_THE PROBLEM_
Go through the data line by line. Copy each one holding the string "Destination".

-------

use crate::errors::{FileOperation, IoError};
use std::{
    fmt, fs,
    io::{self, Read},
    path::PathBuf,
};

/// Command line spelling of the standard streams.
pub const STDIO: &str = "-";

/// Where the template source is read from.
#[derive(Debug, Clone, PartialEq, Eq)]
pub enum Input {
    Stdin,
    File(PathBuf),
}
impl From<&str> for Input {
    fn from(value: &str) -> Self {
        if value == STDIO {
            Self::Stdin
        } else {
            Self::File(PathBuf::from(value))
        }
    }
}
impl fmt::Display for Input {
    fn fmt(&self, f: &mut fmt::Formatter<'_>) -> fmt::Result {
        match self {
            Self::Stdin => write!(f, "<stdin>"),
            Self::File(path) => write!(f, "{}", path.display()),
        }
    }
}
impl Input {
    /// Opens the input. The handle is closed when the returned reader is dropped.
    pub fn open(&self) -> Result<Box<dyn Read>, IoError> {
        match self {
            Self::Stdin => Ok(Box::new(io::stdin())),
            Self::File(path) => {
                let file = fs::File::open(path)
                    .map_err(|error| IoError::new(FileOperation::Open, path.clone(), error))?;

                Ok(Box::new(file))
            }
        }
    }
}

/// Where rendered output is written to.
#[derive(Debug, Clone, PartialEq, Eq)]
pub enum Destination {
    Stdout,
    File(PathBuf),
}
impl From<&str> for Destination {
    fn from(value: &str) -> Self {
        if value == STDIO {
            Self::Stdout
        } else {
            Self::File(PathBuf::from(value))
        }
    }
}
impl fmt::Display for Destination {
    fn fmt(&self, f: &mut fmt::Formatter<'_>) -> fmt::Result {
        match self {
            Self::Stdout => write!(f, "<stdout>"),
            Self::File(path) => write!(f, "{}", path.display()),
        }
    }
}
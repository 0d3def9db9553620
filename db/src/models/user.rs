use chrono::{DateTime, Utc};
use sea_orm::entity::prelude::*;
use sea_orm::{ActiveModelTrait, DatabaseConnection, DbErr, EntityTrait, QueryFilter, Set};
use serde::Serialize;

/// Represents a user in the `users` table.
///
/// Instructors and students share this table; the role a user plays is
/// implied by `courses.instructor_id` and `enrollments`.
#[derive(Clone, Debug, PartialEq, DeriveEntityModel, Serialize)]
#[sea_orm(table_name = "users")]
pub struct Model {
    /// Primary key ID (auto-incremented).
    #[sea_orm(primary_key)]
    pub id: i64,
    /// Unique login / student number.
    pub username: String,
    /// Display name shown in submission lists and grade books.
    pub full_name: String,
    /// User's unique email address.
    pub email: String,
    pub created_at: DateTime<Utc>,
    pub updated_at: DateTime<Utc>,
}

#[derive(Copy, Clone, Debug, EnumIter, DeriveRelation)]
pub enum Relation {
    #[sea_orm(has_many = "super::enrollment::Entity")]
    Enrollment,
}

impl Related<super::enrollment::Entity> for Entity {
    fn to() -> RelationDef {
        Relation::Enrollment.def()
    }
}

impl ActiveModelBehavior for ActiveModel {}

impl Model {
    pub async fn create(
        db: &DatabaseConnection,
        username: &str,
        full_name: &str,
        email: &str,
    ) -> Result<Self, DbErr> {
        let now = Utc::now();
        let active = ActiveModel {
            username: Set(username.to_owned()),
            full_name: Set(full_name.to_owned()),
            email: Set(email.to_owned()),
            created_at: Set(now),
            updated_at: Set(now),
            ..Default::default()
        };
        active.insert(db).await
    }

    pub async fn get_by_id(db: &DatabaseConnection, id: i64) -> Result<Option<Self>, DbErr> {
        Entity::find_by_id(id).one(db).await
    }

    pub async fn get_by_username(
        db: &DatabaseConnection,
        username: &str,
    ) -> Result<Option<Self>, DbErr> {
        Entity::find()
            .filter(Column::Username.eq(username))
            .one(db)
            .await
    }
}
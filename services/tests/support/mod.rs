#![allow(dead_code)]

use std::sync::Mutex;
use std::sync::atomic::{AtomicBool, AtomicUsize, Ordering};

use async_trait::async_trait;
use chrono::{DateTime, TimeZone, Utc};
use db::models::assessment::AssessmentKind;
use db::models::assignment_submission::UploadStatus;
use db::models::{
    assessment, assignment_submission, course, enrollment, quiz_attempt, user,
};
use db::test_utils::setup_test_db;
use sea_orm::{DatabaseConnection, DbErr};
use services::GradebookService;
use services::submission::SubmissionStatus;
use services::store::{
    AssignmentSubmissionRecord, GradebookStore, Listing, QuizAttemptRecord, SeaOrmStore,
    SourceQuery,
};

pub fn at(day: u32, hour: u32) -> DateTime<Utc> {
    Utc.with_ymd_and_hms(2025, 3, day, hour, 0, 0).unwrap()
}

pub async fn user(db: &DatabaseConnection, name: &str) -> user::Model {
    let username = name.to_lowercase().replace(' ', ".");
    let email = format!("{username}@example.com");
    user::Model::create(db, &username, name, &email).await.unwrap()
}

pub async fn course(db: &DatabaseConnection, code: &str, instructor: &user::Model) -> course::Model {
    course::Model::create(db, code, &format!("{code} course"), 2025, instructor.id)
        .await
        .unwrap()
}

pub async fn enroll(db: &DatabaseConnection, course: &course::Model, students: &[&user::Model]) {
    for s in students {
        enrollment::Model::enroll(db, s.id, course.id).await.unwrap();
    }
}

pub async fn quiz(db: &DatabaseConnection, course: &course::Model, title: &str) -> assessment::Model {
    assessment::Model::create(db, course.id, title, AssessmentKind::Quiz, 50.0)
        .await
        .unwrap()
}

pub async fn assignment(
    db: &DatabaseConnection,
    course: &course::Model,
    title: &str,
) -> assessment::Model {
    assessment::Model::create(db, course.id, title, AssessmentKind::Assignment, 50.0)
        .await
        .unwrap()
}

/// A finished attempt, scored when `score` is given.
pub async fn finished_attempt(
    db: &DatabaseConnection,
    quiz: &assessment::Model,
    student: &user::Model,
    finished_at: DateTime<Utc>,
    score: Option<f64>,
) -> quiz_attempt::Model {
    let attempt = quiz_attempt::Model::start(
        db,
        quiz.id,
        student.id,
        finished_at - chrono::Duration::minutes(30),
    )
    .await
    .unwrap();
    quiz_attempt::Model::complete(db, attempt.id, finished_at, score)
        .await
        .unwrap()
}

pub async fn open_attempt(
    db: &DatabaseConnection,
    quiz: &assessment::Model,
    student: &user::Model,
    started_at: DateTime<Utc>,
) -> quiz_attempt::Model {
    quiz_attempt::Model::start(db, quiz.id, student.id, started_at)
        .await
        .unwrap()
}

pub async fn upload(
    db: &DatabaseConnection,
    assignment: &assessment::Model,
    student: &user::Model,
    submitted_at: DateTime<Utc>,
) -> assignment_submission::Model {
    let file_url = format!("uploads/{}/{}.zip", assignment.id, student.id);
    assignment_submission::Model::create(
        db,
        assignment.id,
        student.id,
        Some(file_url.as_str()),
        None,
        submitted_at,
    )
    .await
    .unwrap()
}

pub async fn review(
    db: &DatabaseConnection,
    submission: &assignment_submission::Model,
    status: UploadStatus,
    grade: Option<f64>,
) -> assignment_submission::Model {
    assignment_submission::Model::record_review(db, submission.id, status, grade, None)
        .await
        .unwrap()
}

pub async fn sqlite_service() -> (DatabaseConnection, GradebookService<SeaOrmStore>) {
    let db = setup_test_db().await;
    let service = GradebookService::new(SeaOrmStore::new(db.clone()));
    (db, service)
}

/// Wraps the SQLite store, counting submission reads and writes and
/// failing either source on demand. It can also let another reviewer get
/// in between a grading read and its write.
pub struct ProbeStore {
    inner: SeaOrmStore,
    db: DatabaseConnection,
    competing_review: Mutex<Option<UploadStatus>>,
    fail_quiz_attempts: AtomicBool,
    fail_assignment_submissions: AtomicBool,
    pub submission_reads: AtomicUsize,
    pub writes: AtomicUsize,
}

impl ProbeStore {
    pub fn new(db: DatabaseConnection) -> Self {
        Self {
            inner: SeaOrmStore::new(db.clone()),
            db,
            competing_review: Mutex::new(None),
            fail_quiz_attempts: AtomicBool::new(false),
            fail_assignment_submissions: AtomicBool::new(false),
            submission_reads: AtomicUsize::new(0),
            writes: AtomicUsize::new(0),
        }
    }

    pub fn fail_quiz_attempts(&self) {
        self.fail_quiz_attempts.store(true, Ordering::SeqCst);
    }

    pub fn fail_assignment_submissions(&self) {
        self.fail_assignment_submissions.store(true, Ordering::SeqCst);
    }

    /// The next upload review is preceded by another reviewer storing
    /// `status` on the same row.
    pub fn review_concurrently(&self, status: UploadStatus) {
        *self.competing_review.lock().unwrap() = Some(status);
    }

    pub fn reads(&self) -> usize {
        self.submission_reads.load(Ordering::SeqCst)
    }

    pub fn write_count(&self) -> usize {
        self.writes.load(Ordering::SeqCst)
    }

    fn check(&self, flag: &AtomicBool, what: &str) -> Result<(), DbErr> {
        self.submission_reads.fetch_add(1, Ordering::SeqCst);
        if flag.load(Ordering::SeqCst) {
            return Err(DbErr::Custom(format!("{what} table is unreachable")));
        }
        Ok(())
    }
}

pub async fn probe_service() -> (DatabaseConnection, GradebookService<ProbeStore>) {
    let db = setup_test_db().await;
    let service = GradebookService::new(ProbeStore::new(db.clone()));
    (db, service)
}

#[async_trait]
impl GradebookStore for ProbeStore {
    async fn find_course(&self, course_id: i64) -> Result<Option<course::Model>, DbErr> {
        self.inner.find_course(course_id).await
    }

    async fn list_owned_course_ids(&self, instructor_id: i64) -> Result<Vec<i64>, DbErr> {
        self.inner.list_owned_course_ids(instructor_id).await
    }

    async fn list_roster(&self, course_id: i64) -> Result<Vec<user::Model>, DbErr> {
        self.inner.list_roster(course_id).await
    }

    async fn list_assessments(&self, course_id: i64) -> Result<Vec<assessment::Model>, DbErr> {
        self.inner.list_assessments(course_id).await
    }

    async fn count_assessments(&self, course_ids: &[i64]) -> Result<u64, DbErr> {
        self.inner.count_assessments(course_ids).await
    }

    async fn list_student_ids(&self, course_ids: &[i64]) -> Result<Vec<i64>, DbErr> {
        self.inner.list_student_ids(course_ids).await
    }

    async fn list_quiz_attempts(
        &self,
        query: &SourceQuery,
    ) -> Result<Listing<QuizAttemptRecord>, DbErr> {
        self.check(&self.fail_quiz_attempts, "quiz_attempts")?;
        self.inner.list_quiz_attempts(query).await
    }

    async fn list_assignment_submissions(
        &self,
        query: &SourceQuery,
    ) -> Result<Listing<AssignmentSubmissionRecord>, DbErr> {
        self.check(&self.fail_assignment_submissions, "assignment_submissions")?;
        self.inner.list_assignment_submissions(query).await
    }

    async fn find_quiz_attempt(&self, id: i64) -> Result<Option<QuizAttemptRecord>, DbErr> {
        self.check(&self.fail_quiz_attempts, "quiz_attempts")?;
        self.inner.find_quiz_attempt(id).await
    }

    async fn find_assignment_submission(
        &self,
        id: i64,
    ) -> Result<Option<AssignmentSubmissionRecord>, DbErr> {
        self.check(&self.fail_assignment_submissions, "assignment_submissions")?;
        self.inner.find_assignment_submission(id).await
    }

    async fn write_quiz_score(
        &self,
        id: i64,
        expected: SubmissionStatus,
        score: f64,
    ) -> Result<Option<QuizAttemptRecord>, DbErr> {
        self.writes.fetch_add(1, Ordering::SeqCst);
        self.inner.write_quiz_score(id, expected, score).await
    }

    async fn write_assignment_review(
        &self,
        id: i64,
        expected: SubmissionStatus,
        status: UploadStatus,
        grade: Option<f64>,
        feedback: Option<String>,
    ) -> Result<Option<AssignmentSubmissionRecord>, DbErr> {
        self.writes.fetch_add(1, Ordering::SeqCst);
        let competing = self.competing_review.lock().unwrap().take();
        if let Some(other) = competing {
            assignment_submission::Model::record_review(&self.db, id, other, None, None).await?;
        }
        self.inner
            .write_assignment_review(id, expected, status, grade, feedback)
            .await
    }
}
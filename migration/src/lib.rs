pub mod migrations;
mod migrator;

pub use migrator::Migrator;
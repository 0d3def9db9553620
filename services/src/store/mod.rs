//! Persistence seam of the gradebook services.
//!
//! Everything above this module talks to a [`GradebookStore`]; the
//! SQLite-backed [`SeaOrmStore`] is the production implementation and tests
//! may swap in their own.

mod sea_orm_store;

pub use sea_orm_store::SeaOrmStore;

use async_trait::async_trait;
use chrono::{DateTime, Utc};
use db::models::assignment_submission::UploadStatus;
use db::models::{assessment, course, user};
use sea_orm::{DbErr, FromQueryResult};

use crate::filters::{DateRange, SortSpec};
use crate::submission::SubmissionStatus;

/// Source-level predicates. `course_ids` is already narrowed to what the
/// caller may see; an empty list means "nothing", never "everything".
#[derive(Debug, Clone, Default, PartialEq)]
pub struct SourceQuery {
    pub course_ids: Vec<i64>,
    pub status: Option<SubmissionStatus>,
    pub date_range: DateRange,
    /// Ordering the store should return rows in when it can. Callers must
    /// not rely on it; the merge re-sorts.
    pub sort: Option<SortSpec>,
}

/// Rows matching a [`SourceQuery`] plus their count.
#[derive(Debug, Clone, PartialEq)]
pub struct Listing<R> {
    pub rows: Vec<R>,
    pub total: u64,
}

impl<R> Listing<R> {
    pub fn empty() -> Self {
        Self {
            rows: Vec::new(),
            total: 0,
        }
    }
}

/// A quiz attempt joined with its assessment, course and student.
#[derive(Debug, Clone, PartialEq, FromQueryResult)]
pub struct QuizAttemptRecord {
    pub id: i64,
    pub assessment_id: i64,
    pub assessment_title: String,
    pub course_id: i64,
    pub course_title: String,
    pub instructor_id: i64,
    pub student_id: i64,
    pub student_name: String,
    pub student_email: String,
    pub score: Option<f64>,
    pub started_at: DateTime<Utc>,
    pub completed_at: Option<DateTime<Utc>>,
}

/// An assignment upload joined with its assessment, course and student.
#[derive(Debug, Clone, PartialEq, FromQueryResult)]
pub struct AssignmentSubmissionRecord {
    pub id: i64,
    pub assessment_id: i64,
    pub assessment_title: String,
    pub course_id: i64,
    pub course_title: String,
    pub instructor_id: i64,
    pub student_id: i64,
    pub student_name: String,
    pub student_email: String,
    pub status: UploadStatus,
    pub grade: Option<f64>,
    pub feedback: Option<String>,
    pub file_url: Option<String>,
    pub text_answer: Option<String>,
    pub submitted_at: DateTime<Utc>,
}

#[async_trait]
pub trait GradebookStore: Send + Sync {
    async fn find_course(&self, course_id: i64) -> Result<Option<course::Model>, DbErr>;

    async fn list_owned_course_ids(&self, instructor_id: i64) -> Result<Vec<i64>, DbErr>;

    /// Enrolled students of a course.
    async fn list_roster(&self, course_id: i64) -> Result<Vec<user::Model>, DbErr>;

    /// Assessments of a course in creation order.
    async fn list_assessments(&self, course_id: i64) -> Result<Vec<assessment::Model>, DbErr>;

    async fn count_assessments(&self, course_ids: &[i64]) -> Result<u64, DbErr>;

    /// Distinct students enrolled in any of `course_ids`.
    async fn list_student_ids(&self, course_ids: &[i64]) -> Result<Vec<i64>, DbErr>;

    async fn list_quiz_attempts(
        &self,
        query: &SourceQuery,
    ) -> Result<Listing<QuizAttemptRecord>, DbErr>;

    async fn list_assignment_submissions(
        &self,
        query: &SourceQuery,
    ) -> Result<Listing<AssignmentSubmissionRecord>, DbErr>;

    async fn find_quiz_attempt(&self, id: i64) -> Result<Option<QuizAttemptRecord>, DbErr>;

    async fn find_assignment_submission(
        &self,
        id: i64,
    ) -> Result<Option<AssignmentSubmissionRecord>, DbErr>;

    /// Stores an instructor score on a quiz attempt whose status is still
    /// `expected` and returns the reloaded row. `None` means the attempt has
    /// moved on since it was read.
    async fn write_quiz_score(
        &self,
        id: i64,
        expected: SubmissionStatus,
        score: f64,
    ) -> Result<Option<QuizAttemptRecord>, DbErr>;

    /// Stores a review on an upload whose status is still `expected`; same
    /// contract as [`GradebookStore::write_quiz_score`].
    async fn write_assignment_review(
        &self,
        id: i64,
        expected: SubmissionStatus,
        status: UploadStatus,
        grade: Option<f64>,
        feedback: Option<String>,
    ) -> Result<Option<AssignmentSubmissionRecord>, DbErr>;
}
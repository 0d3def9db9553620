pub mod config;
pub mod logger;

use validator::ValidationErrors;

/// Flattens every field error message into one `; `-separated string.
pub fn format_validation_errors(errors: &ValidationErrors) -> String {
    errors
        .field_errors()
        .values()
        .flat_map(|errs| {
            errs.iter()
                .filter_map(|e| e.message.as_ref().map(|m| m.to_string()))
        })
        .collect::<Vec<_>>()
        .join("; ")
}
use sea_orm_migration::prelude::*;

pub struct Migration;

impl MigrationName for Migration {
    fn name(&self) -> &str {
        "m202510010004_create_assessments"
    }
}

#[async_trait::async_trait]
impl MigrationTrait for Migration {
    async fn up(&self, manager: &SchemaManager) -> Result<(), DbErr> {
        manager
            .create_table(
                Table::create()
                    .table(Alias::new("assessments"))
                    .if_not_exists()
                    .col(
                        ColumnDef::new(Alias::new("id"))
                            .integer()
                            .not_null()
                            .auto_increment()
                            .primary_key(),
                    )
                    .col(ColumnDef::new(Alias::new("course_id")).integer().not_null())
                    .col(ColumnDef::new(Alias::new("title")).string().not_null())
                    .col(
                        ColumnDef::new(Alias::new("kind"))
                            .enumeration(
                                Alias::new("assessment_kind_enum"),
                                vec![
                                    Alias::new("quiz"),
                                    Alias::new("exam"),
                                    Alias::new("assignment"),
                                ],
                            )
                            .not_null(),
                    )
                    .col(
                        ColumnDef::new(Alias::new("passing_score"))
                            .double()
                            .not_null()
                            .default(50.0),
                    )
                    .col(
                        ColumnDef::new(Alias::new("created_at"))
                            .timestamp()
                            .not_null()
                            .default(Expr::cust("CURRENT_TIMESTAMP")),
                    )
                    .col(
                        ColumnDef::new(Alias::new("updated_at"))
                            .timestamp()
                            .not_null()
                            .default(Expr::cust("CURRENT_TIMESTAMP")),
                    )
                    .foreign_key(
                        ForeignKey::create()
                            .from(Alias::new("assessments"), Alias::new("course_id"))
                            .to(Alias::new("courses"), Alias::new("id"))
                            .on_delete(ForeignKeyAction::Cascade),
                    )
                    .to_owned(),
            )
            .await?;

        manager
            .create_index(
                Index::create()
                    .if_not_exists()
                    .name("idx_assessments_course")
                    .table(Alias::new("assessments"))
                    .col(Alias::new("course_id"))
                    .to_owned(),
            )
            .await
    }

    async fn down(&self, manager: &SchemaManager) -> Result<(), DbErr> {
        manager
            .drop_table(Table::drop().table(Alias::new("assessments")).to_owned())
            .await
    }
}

-------

_EXERCISE RESPONSE_
pub enum Destination {
impl From<&str> for Destination {
impl fmt::Display for Destination {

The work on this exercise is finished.